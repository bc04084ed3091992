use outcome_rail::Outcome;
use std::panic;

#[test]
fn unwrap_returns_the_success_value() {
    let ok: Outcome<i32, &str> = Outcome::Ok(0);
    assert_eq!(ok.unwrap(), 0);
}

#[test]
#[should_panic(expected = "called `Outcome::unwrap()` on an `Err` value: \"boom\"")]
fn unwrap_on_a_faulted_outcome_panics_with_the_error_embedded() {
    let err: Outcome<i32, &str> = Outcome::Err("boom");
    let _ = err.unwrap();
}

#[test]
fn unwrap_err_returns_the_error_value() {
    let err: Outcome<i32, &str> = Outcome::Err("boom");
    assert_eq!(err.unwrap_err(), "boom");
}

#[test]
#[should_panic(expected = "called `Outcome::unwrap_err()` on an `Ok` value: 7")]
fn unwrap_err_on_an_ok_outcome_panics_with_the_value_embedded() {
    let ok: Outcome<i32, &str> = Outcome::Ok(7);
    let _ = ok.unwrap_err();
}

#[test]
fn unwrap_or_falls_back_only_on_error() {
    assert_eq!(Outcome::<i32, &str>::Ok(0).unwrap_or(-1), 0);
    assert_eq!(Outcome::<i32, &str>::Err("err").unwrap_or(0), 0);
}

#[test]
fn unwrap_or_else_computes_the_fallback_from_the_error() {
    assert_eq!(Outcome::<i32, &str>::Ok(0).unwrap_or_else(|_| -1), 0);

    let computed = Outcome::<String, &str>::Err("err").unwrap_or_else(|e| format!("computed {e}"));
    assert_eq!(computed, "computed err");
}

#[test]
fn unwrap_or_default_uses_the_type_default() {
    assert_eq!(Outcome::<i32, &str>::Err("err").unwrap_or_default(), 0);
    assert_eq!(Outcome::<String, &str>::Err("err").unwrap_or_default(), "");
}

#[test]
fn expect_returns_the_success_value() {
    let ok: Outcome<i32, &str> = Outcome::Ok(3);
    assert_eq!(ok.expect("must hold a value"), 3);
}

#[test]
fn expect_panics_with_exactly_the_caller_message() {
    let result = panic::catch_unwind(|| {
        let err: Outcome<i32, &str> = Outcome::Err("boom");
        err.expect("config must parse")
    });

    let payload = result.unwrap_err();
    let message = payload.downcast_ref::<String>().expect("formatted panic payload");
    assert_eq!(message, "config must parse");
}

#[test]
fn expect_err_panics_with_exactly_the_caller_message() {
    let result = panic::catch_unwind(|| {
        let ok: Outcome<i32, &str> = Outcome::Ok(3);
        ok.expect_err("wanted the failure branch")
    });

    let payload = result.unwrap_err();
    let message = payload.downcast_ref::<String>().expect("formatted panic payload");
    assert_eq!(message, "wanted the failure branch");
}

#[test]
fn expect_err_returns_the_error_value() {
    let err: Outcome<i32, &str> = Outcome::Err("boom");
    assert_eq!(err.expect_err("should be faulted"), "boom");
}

--

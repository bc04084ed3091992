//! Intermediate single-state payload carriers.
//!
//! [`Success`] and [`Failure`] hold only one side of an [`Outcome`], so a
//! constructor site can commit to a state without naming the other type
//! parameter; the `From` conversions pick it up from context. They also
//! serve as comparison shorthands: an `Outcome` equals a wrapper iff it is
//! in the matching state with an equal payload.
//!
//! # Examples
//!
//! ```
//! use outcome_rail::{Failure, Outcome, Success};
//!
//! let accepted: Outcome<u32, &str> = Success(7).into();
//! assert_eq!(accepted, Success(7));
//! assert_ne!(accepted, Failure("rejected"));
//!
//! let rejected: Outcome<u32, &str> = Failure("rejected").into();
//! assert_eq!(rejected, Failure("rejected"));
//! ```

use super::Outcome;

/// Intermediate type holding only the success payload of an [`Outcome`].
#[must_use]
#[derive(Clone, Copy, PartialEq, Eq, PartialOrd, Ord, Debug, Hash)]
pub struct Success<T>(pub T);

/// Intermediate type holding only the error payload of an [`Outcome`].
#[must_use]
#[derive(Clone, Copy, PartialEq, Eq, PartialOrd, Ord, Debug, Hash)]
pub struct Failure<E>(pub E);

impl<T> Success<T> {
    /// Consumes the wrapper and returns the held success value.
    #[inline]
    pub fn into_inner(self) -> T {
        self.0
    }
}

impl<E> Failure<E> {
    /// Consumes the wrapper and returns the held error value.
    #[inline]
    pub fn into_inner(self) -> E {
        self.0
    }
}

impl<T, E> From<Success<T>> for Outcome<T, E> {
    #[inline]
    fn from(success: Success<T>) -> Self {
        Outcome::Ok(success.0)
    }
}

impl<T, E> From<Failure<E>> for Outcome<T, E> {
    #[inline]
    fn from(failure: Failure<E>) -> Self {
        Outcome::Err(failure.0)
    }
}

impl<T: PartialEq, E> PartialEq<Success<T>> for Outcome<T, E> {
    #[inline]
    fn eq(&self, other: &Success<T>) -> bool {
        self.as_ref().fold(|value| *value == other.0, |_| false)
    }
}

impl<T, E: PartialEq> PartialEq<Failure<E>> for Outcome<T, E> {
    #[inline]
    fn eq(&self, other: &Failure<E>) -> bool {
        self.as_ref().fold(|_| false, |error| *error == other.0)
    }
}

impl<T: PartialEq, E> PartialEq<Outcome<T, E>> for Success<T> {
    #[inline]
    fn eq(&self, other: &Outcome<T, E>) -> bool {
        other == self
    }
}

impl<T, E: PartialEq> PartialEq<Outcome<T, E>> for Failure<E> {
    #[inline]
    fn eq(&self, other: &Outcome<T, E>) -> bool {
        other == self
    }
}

TASK PROMPT: Report the number of lines in the entries above that include the word "parse" and add nothing to it.

WRITTEN ANSWER: 2